[SOURCE DATA]
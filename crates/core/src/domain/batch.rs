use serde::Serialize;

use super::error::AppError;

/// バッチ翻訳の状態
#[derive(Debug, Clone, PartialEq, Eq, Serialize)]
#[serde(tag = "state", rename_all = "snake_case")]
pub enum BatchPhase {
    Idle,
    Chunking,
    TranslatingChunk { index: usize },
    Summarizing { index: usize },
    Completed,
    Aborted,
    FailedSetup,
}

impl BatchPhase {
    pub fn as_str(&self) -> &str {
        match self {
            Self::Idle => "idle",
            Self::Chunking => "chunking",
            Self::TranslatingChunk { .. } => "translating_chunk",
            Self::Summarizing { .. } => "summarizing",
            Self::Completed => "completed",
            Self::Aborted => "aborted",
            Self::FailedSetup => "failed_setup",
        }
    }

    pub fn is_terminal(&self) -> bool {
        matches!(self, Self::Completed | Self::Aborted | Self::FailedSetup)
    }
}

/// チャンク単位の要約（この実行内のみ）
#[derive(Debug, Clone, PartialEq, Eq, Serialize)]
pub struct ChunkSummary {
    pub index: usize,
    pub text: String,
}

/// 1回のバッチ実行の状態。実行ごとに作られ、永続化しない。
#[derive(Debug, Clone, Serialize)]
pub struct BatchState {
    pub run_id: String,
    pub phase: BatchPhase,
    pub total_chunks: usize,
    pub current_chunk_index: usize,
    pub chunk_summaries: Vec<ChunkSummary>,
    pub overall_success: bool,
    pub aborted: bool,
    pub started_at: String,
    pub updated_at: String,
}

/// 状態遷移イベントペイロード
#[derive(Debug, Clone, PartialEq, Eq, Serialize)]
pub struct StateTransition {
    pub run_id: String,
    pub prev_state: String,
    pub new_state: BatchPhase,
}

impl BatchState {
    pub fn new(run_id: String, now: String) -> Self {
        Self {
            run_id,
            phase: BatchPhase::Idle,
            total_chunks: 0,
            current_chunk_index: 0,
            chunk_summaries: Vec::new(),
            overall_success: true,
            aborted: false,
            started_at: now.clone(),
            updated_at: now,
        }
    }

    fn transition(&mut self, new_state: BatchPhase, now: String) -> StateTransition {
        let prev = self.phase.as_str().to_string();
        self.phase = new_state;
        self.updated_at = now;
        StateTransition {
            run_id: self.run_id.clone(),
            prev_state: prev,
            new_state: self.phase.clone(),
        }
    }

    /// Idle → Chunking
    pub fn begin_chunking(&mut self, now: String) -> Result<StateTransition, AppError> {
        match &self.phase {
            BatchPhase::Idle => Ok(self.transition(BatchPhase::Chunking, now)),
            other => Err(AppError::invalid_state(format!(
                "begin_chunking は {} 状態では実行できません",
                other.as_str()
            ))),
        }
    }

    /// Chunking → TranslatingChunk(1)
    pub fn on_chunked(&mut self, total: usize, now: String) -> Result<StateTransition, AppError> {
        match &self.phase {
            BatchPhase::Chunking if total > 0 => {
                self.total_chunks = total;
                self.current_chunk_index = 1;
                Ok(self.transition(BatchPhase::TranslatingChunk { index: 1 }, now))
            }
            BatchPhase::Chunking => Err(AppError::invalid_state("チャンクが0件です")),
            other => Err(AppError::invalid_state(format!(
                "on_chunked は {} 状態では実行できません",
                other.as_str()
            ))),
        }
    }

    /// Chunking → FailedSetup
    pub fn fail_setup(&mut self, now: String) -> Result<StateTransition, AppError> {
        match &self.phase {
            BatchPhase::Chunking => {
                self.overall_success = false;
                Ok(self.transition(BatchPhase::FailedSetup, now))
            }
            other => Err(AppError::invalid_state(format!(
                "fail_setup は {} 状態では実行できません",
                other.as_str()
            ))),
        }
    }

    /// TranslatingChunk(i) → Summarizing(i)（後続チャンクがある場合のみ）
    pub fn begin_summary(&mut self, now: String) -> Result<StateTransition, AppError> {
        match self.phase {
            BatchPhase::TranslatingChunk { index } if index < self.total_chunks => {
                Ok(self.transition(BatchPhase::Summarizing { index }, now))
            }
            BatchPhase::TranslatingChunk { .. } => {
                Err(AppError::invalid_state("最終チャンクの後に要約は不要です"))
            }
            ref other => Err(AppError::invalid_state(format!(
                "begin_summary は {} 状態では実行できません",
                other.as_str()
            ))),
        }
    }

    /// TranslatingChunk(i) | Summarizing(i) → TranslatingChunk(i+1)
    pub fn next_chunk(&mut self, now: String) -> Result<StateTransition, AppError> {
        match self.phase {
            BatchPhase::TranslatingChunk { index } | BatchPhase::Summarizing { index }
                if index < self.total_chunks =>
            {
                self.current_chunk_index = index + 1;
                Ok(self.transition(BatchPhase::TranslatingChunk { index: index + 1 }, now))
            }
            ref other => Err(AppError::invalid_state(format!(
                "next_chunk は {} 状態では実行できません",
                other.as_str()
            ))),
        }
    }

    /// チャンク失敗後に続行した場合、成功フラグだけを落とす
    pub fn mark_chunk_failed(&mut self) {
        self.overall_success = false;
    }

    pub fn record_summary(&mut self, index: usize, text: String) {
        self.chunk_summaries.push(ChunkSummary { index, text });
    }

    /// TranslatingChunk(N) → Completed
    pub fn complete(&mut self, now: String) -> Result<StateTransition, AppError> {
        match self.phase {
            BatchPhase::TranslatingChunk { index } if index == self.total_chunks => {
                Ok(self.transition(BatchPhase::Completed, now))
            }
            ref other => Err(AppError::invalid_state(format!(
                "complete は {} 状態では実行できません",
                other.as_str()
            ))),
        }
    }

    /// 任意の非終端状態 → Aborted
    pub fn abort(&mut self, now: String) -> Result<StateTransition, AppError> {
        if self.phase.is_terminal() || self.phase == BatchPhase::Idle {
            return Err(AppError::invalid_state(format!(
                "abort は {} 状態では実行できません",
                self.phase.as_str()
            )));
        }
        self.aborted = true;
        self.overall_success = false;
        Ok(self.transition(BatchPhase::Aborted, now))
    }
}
[/SOURCE DATA]
PROBLEM TO WORK ON
Count up the lines above in which the word "Result" appears, and give nothing but that count.

SOLUTION
7